* **PROBLEM REQUIREMENTS**:
Pull out every line with the word "traceback" from the entries below.

Stored items
<<<<
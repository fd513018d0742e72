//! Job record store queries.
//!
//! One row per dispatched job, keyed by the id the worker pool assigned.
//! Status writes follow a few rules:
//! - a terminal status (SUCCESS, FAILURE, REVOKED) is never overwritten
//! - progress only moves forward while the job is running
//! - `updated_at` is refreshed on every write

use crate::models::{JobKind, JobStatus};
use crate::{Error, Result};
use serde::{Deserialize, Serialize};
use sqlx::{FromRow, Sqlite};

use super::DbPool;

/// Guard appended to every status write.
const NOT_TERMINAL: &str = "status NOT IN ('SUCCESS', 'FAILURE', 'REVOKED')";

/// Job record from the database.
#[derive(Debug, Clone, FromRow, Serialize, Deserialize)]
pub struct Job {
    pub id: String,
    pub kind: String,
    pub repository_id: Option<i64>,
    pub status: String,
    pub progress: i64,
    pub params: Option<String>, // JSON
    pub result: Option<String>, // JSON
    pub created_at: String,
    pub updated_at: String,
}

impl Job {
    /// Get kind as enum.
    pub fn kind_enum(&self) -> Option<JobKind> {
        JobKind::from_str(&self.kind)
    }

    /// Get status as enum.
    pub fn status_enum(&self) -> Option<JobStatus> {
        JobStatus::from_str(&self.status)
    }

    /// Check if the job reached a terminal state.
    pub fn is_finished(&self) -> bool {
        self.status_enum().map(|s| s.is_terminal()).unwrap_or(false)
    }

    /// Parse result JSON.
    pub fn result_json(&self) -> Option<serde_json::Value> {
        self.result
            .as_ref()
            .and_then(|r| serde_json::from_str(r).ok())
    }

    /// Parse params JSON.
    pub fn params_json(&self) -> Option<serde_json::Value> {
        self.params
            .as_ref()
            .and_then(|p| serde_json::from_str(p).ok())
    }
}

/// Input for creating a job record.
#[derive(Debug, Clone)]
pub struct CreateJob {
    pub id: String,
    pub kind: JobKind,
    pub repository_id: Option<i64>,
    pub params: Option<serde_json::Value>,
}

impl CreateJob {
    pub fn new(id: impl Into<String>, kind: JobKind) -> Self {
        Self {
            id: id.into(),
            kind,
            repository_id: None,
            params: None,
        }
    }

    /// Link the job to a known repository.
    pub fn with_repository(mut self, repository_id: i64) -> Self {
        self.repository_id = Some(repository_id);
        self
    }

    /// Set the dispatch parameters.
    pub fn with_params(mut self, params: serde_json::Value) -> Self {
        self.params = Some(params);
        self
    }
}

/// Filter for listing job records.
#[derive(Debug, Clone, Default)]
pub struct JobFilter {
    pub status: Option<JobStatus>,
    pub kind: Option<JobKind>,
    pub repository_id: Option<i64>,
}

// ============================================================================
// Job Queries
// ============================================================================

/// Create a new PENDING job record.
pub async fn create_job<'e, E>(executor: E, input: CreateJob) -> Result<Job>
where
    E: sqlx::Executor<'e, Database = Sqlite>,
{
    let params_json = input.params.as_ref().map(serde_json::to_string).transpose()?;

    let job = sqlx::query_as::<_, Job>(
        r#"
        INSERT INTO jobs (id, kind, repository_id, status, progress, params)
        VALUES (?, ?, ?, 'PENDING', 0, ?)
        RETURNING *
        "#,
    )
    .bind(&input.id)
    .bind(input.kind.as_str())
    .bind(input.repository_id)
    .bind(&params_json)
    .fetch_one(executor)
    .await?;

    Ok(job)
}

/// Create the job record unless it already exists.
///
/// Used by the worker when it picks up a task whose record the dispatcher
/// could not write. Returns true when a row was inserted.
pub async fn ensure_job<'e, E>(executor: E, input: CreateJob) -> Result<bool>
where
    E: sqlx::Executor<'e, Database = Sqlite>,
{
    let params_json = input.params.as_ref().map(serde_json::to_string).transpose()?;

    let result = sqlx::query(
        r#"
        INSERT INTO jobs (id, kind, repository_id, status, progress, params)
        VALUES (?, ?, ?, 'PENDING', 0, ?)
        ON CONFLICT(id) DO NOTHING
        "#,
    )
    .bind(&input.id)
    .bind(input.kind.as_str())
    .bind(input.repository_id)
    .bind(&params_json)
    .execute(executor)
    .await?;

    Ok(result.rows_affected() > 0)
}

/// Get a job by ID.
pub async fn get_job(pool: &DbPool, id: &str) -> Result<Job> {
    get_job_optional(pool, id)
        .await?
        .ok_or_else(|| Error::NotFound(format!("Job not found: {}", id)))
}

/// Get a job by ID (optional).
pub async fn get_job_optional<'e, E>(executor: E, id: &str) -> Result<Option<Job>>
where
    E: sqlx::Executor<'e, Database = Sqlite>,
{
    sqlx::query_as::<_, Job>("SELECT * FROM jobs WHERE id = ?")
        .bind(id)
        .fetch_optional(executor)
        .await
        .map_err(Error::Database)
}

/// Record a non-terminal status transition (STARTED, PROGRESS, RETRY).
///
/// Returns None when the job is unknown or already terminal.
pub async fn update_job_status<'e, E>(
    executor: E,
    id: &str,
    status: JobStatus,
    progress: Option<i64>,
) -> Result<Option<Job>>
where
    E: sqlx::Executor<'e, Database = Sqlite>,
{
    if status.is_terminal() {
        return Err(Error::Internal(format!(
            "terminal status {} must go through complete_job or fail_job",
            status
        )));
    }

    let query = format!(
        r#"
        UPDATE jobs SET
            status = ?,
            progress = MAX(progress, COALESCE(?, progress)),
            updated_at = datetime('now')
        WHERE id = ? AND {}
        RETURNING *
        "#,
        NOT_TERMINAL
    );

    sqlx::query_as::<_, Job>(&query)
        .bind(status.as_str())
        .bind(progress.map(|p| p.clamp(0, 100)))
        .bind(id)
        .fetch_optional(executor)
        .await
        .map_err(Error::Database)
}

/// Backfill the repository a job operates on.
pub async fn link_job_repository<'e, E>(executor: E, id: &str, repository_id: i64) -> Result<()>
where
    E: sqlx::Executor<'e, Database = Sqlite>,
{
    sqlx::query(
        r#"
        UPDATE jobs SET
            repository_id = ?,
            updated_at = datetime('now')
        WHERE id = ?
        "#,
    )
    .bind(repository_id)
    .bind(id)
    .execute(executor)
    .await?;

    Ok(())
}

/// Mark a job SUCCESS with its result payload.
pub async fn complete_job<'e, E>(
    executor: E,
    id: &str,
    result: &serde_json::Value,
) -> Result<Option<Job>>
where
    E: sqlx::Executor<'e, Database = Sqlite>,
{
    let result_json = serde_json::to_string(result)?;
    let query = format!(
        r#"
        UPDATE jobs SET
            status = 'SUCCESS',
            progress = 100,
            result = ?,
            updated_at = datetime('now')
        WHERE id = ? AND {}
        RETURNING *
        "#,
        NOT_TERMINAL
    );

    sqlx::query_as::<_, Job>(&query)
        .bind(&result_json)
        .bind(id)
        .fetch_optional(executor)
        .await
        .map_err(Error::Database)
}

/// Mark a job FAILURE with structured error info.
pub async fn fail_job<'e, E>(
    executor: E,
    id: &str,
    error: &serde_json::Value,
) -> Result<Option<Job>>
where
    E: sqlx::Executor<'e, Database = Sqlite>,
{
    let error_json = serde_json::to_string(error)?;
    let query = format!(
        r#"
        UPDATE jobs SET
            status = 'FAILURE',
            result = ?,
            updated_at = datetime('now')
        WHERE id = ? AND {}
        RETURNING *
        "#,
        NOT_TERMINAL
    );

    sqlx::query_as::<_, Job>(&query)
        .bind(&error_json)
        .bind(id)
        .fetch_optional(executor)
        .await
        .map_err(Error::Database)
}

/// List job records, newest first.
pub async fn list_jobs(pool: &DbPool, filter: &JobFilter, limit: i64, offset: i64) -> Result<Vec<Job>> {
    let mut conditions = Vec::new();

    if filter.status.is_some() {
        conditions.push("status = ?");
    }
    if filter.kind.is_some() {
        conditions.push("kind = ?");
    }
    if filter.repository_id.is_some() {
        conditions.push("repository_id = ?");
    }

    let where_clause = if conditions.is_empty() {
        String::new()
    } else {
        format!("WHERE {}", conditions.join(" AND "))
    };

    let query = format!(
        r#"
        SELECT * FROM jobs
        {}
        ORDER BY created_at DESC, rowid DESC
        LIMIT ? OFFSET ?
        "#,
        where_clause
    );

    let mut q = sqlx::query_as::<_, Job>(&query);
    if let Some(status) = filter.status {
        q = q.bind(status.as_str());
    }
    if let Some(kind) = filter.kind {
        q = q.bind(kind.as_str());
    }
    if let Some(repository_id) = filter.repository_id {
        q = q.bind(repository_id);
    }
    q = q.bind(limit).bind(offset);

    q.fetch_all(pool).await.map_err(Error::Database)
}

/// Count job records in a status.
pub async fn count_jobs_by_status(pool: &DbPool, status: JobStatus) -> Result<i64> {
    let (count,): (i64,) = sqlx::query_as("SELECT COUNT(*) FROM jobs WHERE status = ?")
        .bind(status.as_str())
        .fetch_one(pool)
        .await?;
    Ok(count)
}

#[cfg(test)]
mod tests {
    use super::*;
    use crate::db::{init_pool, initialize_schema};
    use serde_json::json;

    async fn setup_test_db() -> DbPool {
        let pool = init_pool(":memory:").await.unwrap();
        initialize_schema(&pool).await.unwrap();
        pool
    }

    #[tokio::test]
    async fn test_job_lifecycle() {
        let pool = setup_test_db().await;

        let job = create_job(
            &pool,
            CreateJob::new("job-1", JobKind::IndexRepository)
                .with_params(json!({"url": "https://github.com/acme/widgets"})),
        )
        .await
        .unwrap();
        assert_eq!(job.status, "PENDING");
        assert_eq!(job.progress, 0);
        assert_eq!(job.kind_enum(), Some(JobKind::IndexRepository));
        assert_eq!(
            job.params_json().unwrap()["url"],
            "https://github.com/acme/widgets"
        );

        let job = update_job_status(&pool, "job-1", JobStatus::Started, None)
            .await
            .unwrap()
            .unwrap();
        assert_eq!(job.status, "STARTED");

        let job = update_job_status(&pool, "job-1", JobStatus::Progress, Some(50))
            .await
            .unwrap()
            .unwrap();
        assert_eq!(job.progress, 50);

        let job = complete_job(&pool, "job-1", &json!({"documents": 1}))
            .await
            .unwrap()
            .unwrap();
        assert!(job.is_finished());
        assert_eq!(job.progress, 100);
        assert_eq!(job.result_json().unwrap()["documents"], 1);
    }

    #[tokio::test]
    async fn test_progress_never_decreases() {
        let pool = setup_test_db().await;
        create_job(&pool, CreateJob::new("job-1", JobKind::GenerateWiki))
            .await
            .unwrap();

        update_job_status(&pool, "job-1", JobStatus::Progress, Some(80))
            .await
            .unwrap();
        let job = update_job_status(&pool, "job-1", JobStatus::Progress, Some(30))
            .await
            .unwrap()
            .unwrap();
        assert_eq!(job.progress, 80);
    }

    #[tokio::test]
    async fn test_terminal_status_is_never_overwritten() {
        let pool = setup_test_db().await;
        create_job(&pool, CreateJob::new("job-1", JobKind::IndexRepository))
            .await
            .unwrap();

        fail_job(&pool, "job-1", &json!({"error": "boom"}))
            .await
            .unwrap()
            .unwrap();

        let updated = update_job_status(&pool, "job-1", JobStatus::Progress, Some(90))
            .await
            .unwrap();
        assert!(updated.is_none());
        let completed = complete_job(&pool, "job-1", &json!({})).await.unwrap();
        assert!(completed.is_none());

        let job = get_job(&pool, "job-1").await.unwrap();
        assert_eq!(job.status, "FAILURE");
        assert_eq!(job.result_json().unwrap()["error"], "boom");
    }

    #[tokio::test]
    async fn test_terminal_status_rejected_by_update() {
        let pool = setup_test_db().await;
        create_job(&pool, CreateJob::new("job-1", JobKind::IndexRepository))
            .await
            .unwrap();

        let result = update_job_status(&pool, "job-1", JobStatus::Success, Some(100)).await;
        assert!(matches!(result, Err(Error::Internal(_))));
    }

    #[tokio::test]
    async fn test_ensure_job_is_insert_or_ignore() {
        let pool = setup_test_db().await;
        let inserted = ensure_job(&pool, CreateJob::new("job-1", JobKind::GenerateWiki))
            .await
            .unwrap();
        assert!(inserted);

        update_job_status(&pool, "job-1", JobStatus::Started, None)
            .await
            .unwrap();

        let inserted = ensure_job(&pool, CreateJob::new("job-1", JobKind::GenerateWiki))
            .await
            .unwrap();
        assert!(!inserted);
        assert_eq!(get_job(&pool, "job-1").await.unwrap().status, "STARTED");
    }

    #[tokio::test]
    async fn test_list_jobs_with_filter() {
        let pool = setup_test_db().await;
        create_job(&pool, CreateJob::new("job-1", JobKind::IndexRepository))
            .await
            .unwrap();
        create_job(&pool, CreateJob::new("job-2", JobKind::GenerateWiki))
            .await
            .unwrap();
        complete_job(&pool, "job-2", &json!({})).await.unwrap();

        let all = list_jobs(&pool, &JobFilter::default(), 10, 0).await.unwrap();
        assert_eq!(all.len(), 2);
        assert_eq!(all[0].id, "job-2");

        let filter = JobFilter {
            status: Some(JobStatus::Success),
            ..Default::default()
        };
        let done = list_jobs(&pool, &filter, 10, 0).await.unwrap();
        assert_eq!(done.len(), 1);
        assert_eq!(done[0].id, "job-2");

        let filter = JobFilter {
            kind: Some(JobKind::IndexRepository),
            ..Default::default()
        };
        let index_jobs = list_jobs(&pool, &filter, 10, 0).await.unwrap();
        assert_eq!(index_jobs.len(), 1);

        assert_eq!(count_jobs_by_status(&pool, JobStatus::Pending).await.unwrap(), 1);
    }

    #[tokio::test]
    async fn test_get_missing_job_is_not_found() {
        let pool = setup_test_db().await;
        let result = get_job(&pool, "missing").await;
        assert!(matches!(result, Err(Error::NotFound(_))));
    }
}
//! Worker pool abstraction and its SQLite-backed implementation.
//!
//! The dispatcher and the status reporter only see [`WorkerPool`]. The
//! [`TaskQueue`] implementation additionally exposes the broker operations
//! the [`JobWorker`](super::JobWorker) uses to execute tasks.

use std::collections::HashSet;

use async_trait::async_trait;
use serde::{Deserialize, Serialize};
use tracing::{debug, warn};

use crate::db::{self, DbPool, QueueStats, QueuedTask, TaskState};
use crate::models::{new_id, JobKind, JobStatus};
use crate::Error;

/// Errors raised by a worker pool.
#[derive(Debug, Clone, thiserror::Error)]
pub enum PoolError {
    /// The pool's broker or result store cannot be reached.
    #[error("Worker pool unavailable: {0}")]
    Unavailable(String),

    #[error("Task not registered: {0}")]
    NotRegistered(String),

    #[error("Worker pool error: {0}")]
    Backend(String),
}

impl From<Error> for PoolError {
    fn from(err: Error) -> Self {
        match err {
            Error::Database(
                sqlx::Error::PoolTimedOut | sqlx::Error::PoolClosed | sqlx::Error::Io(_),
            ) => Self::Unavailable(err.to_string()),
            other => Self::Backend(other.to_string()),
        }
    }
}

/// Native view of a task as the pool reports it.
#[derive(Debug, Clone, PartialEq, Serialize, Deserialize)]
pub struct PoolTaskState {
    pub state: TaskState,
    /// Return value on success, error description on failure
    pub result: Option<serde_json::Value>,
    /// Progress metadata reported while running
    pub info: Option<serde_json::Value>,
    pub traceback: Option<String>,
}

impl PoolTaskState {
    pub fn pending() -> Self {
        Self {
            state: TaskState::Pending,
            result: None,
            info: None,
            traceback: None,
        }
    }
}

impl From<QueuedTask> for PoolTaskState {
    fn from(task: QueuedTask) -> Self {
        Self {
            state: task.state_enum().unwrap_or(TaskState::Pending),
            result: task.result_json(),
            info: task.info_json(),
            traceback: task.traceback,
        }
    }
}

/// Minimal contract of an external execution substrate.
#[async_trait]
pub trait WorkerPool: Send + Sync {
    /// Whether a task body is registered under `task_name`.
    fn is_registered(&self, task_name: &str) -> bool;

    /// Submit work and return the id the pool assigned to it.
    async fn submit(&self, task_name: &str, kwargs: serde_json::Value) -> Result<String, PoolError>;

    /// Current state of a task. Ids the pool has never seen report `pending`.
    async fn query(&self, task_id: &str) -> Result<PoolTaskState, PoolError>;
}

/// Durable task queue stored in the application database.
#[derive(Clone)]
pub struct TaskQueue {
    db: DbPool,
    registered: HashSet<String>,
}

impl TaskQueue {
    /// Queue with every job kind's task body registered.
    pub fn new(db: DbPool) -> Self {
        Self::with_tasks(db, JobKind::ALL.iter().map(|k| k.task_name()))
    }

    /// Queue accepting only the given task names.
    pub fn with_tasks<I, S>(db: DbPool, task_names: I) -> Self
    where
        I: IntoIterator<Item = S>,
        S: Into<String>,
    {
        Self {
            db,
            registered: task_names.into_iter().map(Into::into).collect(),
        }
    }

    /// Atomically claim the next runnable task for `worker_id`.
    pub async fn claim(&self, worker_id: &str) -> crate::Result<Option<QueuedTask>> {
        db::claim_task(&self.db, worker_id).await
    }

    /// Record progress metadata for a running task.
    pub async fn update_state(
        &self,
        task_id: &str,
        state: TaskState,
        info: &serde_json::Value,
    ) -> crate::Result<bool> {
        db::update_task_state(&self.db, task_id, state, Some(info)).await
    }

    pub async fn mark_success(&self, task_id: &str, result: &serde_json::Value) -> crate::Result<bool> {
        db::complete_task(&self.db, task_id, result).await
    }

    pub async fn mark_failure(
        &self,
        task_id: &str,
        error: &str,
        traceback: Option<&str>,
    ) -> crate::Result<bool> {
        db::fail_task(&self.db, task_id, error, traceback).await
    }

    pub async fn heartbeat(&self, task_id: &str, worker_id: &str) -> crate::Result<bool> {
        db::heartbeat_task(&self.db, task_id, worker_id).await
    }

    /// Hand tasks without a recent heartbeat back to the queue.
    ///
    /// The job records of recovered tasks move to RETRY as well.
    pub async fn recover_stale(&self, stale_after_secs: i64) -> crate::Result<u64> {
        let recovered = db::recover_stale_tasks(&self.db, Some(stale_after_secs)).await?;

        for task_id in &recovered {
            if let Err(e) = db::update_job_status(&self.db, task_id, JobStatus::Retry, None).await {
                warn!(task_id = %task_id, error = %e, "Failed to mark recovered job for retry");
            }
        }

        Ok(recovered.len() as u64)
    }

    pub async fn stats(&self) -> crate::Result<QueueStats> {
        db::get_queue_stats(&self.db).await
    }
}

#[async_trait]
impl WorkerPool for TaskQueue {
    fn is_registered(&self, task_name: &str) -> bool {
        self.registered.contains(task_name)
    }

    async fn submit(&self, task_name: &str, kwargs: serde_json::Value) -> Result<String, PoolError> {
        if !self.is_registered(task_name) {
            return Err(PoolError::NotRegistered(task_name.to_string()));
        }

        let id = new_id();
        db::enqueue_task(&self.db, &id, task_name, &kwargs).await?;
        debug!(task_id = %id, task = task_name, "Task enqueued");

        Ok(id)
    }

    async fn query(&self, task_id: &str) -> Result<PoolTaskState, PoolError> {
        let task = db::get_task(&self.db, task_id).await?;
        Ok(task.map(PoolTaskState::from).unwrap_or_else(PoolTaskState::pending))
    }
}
>>>>
* **REPLY**:
    pub traceback: Option<String>,
            traceback: None,
            traceback: task.traceback,
        traceback: Option<&str>,
        db::fail_task(&self.db, task_id, error, traceback).await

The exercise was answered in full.